Visites d'aptitude à la conduite: "une idée de bon sens" pour éviter des drames
Réflexes diminués, confusion entre frein et accélérateur... Ces phénomènes provoquent des accidents de la route mortels, qui pourraient être évités si les visites médicales d'aptitude à la conduite devenaient obligatoires, défendent un collectif et des députés...

Réflexes diminués, confusion entre frein et accélérateur... Ces phénomènes provoquent des accidents de la route mortels, qui pourraient être évités si les visites médicales d'aptitude à la conduite devenaient obligatoires, défendent un collectif et des députés, quand d'autres voix craignent une "stigmatisation" des seniors.
Treize blessés à Narbonne (Aude) pour un conducteur nonagénaire qui a percuté la terrasse d'un restaurant; huit blessés à Warmeriville (Marne) après l'accident provoqué par un septuagénaire entré avec sa voiture dans une boulangerie; un couple de retraités blessés après que le conducteur octogénaire a perdu le contrôle de son véhicule: Pauline Déroulède énumère ces faits survenus récemment.
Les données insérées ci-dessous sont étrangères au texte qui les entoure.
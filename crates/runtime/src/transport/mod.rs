//! Message-framed transports to the engine process.
//!
//! A transport is an ordered, bidirectional, message-framed byte channel. It
//! knows nothing about message semantics, only frame boundaries:
//!
//! - [`Transport::send`] writes one complete frame; frames are never split or
//!   merged.
//! - Inbound frames are forwarded, in arrival order, into the `message_rx`
//!   channel of [`TransportParts`]. The channel closing is the close signal
//!   and fires exactly once, whether the peer closed, the stream errored, or
//!   close was requested locally.
//!
//! Two framings are provided: [`PipeTransport`] (little-endian u32 length
//! prefix + JSON bytes, over any `AsyncRead`/`AsyncWrite` pair, typically the
//! child process stdio) and [`WebSocketTransport`] (message-oriented frames
//! over a socket handshake).

use futures_util::future::BoxFuture;
use futures_util::stream::{SplitSink, SplitStream};
use futures_util::{SinkExt, StreamExt};
use serde_json::Value;
use tokio::io::{AsyncRead, AsyncReadExt, AsyncWrite, AsyncWriteExt};
use tokio::net::TcpStream;
use tokio::sync::mpsc;
use tokio_tungstenite::tungstenite::Message as WsMessage;
use tokio_tungstenite::{MaybeTlsStream, WebSocketStream, connect_async};

use crate::error::{Error, Result};


/// Sender half of a transport. Object safe; writes one frame per call.
pub trait Transport: Send {
    /// Writes one complete frame. Must not be called after the transport has
    /// closed; such sends fail.
    fn send(&mut self, message: Value) -> BoxFuture<'_, Result<()>>;
}

/// Receiver half of a transport. Runs the read loop until the stream ends.
pub trait TransportReceiver: Send {
    /// Reads frames until EOF or error, forwarding each parsed message in
    /// arrival order. Returns `Ok(())` on clean peer close.
    fn run(&mut self) -> BoxFuture<'_, Result<()>>;
}

/// The three pieces a connection needs: a boxed sender, a boxed receiver to
/// drive, and the channel on which inbound messages arrive. The channel
/// closes exactly once, when the read loop exits for any reason.
pub struct TransportParts {
    pub sender: Box<dyn Transport>,
    pub receiver: Box<dyn TransportReceiver>,
    pub message_rx: mpsc::UnboundedReceiver<Value>,
}

/// Length-prefixed JSON framing over a byte pipe.
///
/// Frame layout: `[length: u32 little-endian][JSON bytes]`.
pub struct PipeTransport<W, R> {
    sender: PipeTransportSender<W>,
    receiver: PipeTransportReceiver<R>,
}

impl<W, R> PipeTransport<W, R>
where
    W: AsyncWrite + Unpin + Send + 'static,
    R: AsyncRead + Unpin + Send + 'static,
{
    /// Creates a pipe transport over the given writer/reader pair. Returns
    /// the transport and the channel on which inbound messages arrive.
    pub fn new(writer: W, reader: R) -> (Self, mpsc::UnboundedReceiver<Value>) {
        let (message_tx, message_rx) = mpsc::unbounded_channel();
        let transport = Self {
            sender: PipeTransportSender { writer },
            receiver: PipeTransportReceiver { reader, message_tx },
        };
        (transport, message_rx)
    }

    /// Splits into sender and receiver halves.
    pub fn into_parts(self) -> (PipeTransportSender<W>, PipeTransportReceiver<R>) {
        (self.sender, self.receiver)
    }

    /// Boxes the halves into [`TransportParts`] for a connection.
    pub fn into_transport_parts(self, message_rx: mpsc::UnboundedReceiver<Value>) -> TransportParts {
        TransportParts {
            sender: Box::new(self.sender),
            receiver: Box::new(self.receiver),
            message_rx,
        }
    }

    /// Runs the read loop without splitting. Convenience for tests and
    /// single-task callers.
    pub async fn run(&mut self) -> Result<()> {
        self.receiver.run_loop().await
    }
}

/// Writing half of a [`PipeTransport`].
pub struct PipeTransportSender<W> {
    writer: W,
}

impl<W: AsyncWrite + Unpin + Send> PipeTransportSender<W> {
    /// Writes one length-prefixed frame.
    pub async fn send(&mut self, message: Value) -> Result<()> {
        self.write_frame(message).await
    }

    async fn write_frame(&mut self, message: Value) -> Result<()> {
        let payload = serde_json::to_vec(&message)?;
        let length = payload.len() as u32;
        self.writer
            .write_all(&length.to_le_bytes())
            .await
            .map_err(|e| Error::TransportError(format!("Failed to write length prefix: {e}")))?;
        self.writer
            .write_all(&payload)
            .await
            .map_err(|e| Error::TransportError(format!("Failed to write frame body: {e}")))?;
        self.writer
            .flush()
            .await
            .map_err(|e| Error::TransportError(format!("Failed to flush frame: {e}")))?;
        Ok(())
    }
}

impl<W: AsyncWrite + Unpin + Send + 'static> Transport for PipeTransportSender<W> {
    fn send(&mut self, message: Value) -> BoxFuture<'_, Result<()>> {
        Box::pin(self.write_frame(message))
    }
}

/// Reading half of a [`PipeTransport`].
pub struct PipeTransportReceiver<R> {
    reader: R,
    message_tx: mpsc::UnboundedSender<Value>,
}

impl<R: AsyncRead + Unpin + Send> PipeTransportReceiver<R> {
    /// Reads frames until EOF, error, or the consumer drops the message
    /// channel.
    pub async fn run(&mut self) -> Result<()> {
        self.run_loop().await
    }

    async fn run_loop(&mut self) -> Result<()> {
        loop {
            let mut len_buf = [0u8; 4];
            // A clean peer close lands exactly on a frame boundary; EOF in
            // the middle of a prefix is a framing error.
            let n = self
                .reader
                .read(&mut len_buf[..1])
                .await
                .map_err(|e| Error::TransportError(format!("Failed to read length prefix: {e}")))?;
            if n == 0 {
                return Ok(());
            }
            self.reader
                .read_exact(&mut len_buf[1..])
                .await
                .map_err(|e| Error::TransportError(format!("Failed to read length prefix: {e}")))?;

            let length = u32::from_le_bytes(len_buf) as usize;
            let mut payload = vec![0u8; length];
            self.reader
                .read_exact(&mut payload)
                .await
                .map_err(|e| Error::TransportError(format!("Failed to read frame body: {e}")))?;

            let message: Value = serde_json::from_slice(&payload)
                .map_err(|e| Error::TransportError(format!("Failed to parse frame: {e}")))?;

            if self.message_tx.send(message).is_err() {
                // Consumer is gone; stop reading.
                return Ok(());
            }
        }
    }
}

impl<R: AsyncRead + Unpin + Send + 'static> TransportReceiver for PipeTransportReceiver<R> {
    fn run(&mut self) -> BoxFuture<'_, Result<()>> {
        Box::pin(self.run_loop())
    }
}

type WsStream = WebSocketStream<MaybeTlsStream<TcpStream>>;

/// Message-oriented transport over a WebSocket connection.
pub struct WebSocketTransport;

impl WebSocketTransport {
    /// Connects to the endpoint the engine announced and returns transport
    /// parts ready for a connection.
    pub async fn connect(url: &str) -> Result<TransportParts> {
        let (stream, _) = connect_async(url)
            .await
            .map_err(|e| Error::TransportError(format!("WebSocket connect failed: {e}")))?;
        let (sink, stream) = stream.split();
        let (message_tx, message_rx) = mpsc::unbounded_channel();
        Ok(TransportParts {
            sender: Box::new(WebSocketTransportSender { sink }),
            receiver: Box::new(WebSocketTransportReceiver { stream, message_tx }),
            message_rx,
        })
    }
}

/// Writing half of a [`WebSocketTransport`].
pub struct WebSocketTransportSender {
    sink: SplitSink<WsStream, WsMessage>,
}

impl Transport for WebSocketTransportSender {
    fn send(&mut self, message: Value) -> BoxFuture<'_, Result<()>> {
        Box::pin(async move {
            let text = serde_json::to_string(&message)?;
            self.sink
                .send(WsMessage::Text(text))
                .await
                .map_err(|e| Error::TransportError(format!("WebSocket send failed: {e}")))
        })
    }
}

/// Reading half of a [`WebSocketTransport`].
pub struct WebSocketTransportReceiver {
    stream: SplitStream<WsStream>,
    message_tx: mpsc::UnboundedSender<Value>,
}

impl TransportReceiver for WebSocketTransportReceiver {
    fn run(&mut self) -> BoxFuture<'_, Result<()>> {
        Box::pin(async move {
            while let Some(frame) = self.stream.next().await {
                let frame = frame
                    .map_err(|e| Error::TransportError(format!("WebSocket read failed: {e}")))?;
                let message: Value = match frame {
                    WsMessage::Text(text) => serde_json::from_str(&text)
                        .map_err(|e| Error::TransportError(format!("Failed to parse frame: {e}")))?,
                    WsMessage::Binary(data) => serde_json::from_slice(&data)
                        .map_err(|e| Error::TransportError(format!("Failed to parse frame: {e}")))?,
                    WsMessage::Close(_) => return Ok(()),
                    // Ping/pong are handled by the library.
                    _ => continue,
                };
                if self.message_tx.send(message).is_err() {
                    return Ok(());
                }
            }
            Ok(())
        })
    }
}
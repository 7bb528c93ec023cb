//! Cross-module integration tests: these exercise the Session State
//! Machine, Command Dispatcher, and Agent Hub together against the
//! in-memory fake `Store`, the way a real deployment's request → enqueue
//! → deliver → ack → event loop runs end to end, but without a live
//! Postgres instance or a real WebSocket client.

use std::sync::Arc;
use std::time::Duration;

use chrono::Utc;
use streamspace_control_plane::bus::NoopBus;
use streamspace_control_plane::db::mem_store::MemStore;
use streamspace_control_plane::db::models::{Agent, AgentOnlineStatus};
use streamspace_control_plane::db::{CommandStatus, Store};
use streamspace_control_plane::dispatcher;
use streamspace_control_plane::hub::AgentHub;
use streamspace_control_plane::quota::mem::InMemoryQuotaLedger;
use streamspace_control_plane::registry::Registry;
use streamspace_control_plane::session::{self, CreateSessionRequest};
use streamspace_protocol::{CommandResult, HubMessage, PlatformKind, ResourceRequest, SessionPhase};

fn hub(store: Arc<dyn Store>) -> Arc<AgentHub> {
    Arc::new(AgentHub::new(
        "replica-a".into(),
        store,
        Arc::new(Registry::new()),
        Arc::new(NoopBus),
        Duration::from_millis(200),
        chrono::Duration::seconds(90),
    ))
}

fn resources() -> ResourceRequest {
    ResourceRequest { cpu_millis: 250, memory_bytes: 512 * 1024 * 1024 }
}

async fn seed_online_agent(store: &MemStore, identity: &str) {
    store.seed_agent(Agent {
        identity: identity.into(),
        platform_kind: PlatformKind::KubernetesCluster,
        status: AgentOnlineStatus::Online,
        active_sessions: 0,
        last_heartbeat: Utc::now(),
        owning_replica: Some("replica-a".into()),
        cordoned: false,
    });
}

/// Alice requests `firefox-browser`, the one online agent `k8s-prod` is
/// selected, `start_session` is dispatched and delivered, the agent acks
/// and reports `running`.
#[tokio::test]
async fn happy_path_start_delivers_command_and_reaches_running() {
    let store = MemStore::new();
    seed_online_agent(&store, "k8s-prod").await;
    let quota = InMemoryQuotaLedger::new();
    let hub = hub(store.clone());

    let (tx, mut rx) = tokio::sync::mpsc::channel(8);
    hub.attach_local("k8s-prod", tx);

    let session = session::create_session(
        store.as_ref(),
        &quota,
        CreateSessionRequest {
            owner: "alice".into(),
            template_name: "firefox-browser".into(),
            required_platform: None,
            image: "ghcr.io/streamspace/firefox:latest".into(),
            env: vec![],
            resources: resources(),
            persistent_home: false,
        },
    )
    .await
    .unwrap();
    assert_eq!(session.agent_identity, "k8s-prod");
    assert_eq!(session.phase, SessionPhase::Pending);

    // One worker iteration claims and delivers the enqueued start_session.
    let claimed = dispatcher::run_once(
        store.as_ref(),
        hub.as_ref(),
        "replica-a",
        Duration::from_secs(60),
        Duration::from_millis(10),
        Duration::from_secs(5),
    )
    .await
    .unwrap();
    assert_eq!(claimed, 1);

    let delivered = rx.recv().await.expect("start_session delivered to agent");
    let command_id = match delivered {
        HubMessage::Command { command_id, payload } => {
            assert_eq!(payload.correlated_session_id(), Some(session.identity.as_str()));
            command_id
        }
        other => panic!("unexpected message: {other:?}"),
    };

    // Agent acknowledges and reports its lifecycle.
    dispatcher::acknowledge(store.as_ref(), command_id, CommandResult::Completed, None)
        .await
        .unwrap();
    session::apply_agent_event(store.as_ref(), &quota, &session.identity, SessionPhase::Starting, None)
        .await
        .unwrap();
    session::apply_agent_event(store.as_ref(), &quota, &session.identity, SessionPhase::Running, None)
        .await
        .unwrap();

    let final_session = store.get_session(&session.identity).await.unwrap().unwrap();
    assert_eq!(final_session.phase, SessionPhase::Running);
    let final_command = store.get_command(command_id).await.unwrap().unwrap();
    assert_eq!(final_command.status, CommandStatus::Completed);
}

/// No online agent: the session row is never written.
#[tokio::test]
async fn no_online_agents_writes_no_session_row() {
    let store = MemStore::new();
    let quota = InMemoryQuotaLedger::new();

    let err = session::create_session(
        store.as_ref(),
        &quota,
        CreateSessionRequest {
            owner: "alice".into(),
            template_name: "firefox-browser".into(),
            required_platform: None,
            image: "img".into(),
            env: vec![],
            resources: resources(),
            persistent_home: false,
        },
    )
    .await;
    assert!(err.is_err());
    assert_eq!(store.session_count(), 0);
}

/// The agent's socket drops mid-start; a worker pass observes `closed`
/// and requeues with backoff, then a reconnect resets the command to
/// `pending` immediately (reconciliation) preserving the attempt count,
/// and the next pass delivers it.
#[tokio::test]
async fn agent_crash_mid_start_recovers_on_reconnect() {
    let store = MemStore::new();
    seed_online_agent(&store, "k8s-prod").await;
    let quota = InMemoryQuotaLedger::new();
    let hub = hub(store.clone());

    let session = session::create_session(
        store.as_ref(),
        &quota,
        CreateSessionRequest {
            owner: "alice".into(),
            template_name: "firefox-browser".into(),
            required_platform: None,
            image: "img".into(),
            env: vec![],
            resources: resources(),
            persistent_home: false,
        },
    )
    .await
    .unwrap();

    // No local connection attached yet: delivery fails with no-route and
    // the command is requeued with a bumped attempt count.
    dispatcher::run_once(
        store.as_ref(),
        hub.as_ref(),
        "replica-a",
        Duration::from_secs(60),
        Duration::from_millis(10),
        Duration::from_secs(5),
    )
    .await
    .unwrap();

    // The agent reconnects: reconciliation resets pending/dispatched
    // commands for it to immediately eligible, preserving attempt counts.
    let reset = dispatcher::reconcile_agent_reconnect(store.as_ref(), "k8s-prod").await.unwrap();
    assert_eq!(reset, 1);

    let (tx, mut rx) = tokio::sync::mpsc::channel(8);
    hub.attach_local("k8s-prod", tx);

    let claimed = dispatcher::run_once(
        store.as_ref(),
        hub.as_ref(),
        "replica-a",
        Duration::from_secs(60),
        Duration::from_millis(10),
        Duration::from_secs(5),
    )
    .await
    .unwrap();
    assert_eq!(claimed, 1);
    assert!(rx.recv().await.is_some());

    session::apply_agent_event(store.as_ref(), &quota, &session.identity, SessionPhase::Running, None)
        .await
        .unwrap();
    let final_session = store.get_session(&session.identity).await.unwrap().unwrap();
    assert_eq!(final_session.phase, SessionPhase::Running);
}

/// At most one in-flight mutating command per session. With a
/// `stop_session` already dispatched (unacknowledged), a second mutating
/// command enqueued for the same session is not claimable until the first
/// is acknowledged.
#[tokio::test]
async fn per_session_serialization_blocks_second_mutating_command() {
    let store = MemStore::new();
    seed_online_agent(&store, "k8s-prod").await;
    let quota = InMemoryQuotaLedger::new();
    let hub = hub(store.clone());
    let (tx, mut rx) = tokio::sync::mpsc::channel(8);
    hub.attach_local("k8s-prod", tx.clone());

    let session = session::create_session(
        store.as_ref(),
        &quota,
        CreateSessionRequest {
            owner: "alice".into(),
            template_name: "firefox-browser".into(),
            required_platform: None,
            image: "img".into(),
            env: vec![],
            resources: resources(),
            persistent_home: false,
        },
    )
    .await
    .unwrap();

    // Claim + deliver the start_session, leaving it dispatched/unacked.
    let claimed = dispatcher::run_once(
        store.as_ref(),
        hub.as_ref(),
        "replica-a",
        Duration::from_secs(60),
        Duration::from_millis(10),
        Duration::from_secs(5),
    )
    .await
    .unwrap();
    assert_eq!(claimed, 1);
    rx.recv().await.unwrap();

    // A second mutating command for the same session (e.g. a stop request
    // racing the still-in-flight start) must not be claimable yet.
    dispatcher::enqueue(
        store.as_ref(),
        streamspace_control_plane::db::NewCommand {
            target_agent: "k8s-prod".into(),
            payload: streamspace_protocol::CommandPayload::StopSession { session_id: session.identity.clone() },
        },
    )
    .await
    .unwrap();

    let claimed_while_blocked = dispatcher::run_once(
        store.as_ref(),
        hub.as_ref(),
        "replica-a",
        Duration::from_secs(60),
        Duration::from_millis(10),
        Duration::from_secs(5),
    )
    .await
    .unwrap();
    assert_eq!(claimed_while_blocked, 0, "second mutating command must wait for the first to be acked");
}

/// Registry TTL expiry: a binding older than the TTL is routing-
/// equivalent to no binding at all.
#[tokio::test]
async fn registry_entry_expires_after_ttl() {
    let registry = Registry::new();
    let t0 = Utc::now();
    registry.bind("agent-1", "replica-a", t0);
    assert_eq!(registry.lookup("agent-1", t0, chrono::Duration::seconds(90)), Some("replica-a".into()));
    let later = t0 + chrono::Duration::seconds(200);
    assert_eq!(registry.lookup("agent-1", later, chrono::Duration::seconds(90)), None);
}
"C'est toujours les mêmes raisons, soit l'accélérateur ou le frein, soit le pseudo malaise. J'ai l'impression de relire mon accident à chaque fois", déplore la championne paralympique de tennis, qui a perdu sa jambe gauche en 2018 à Paris, fauchée par un nonagénaire ayant confondu le frein avec l'accélérateur, "victime de lui-même par son inaptitude".
Depuis, celle qui incarne le collectif Sauver des vies c'est permis, lancé en février 2024, milite ardemment pour prévenir ces drames.
Actuellement en France, il existe un contrôle médical obligatoire, auprès d'un médecin agréé, pour quiconque souffre d'une affection considérée comme incompatible avec le maintien de la conduite, ou pour récupérer ce droit à la suite d'une invalidation, d'une suspension ou d'une annulation.
La proposition de loi (PPL) transpartisane portée notamment par le député Horizons Frédéric Valletoux s'articule autour d'un certificat médical à fournir dès l'obtention du permis puis à renouveler tous les 15 ans jusqu'à 70 ans, ensuite tous les cinq ans.
"Il faut qu'on puisse maintenant traduire dans la loi cette idée de bon sens, souligne le parlementaire.
"Le combat est de faire passer des visites médicales pour tous les conducteurs, pas seulement les personnes âgées. On n'est pas tous égaux et c'est bien pour ça qu'il faut une visite pour tout le monde, même si on parle souvent des seniors", insiste Pauline Déroulède. Elle, n'a pas oublié son conducteur, "un monsieur qui a eu une fin de vie extrêmement compliquée en étant tout à fait conscient de ce qu'il avait fait et ce qu'il aurait pu éviter de faire s'il avait passé une visite".
L'enjeu de l'autonomie
Mais des associations et professionnels s'alarment d'une "stigmatisation", de fait, des seniors.
"Le permis de conduire est un facteur majeur d'autonomie pour les personnes âgées. La législation en vigueur et les débats en cours privilégient l'auto-évaluation de l'aptitude plutôt qu'une limitation stricte et potentiellement arbitraire", soulignent Les Petits frères des pauvres, ajoutant "que maintenir une capacité de déplacement autonome des personnes âgées est fondamental pour leur bien-être et pour lutter contre leur isolement".
Les statistiques sur les accidents provoqués par une inaptitude à la conduite sont rares et peu détaillées. Mais selon l'Observatoire national interministériel de la sécurité routière (ONISR), en 2024, 3.161 personnes sont présumées responsables d'accidents mortels, causés notamment pour 14% par l'inattention, 10% par des malaises et 4% par des contresens. Les 75 ans et plus représentent 17% des tués et 12% des présumés responsables d'accidents mortels.
Olivier Guérin, professeur des universités et praticien hospitalier en gériatrie au CHU de Nice, s'inquiète lui aussi d'une "stigmatisation d'une certaine partie de la population" avec une telle loi.
"On ne peut que compatir et être en empathie mais il ne faut pas faire le raccourci de +il y a eu cet accident parce qu'il était vieux, il faut donc interdire à tous les vieux de conduire+", explique le gériatre, "parce que c'est une sanction extrêmement lourde de ne plus conduire".
"Il n'y a pas de raison d'avoir un âge limite de quoi que ce soit sur la conduite comme pour le reste", répète le professeur, qui s'interroge: "Que met-on en place pour garantir la liberté d'aller et venir, qui est un droit fondamental ?"
Olivier Guérin fonde ses espoirs plutôt sur "la robotisation des véhicules, qui les rend beaucoup plus sûrs".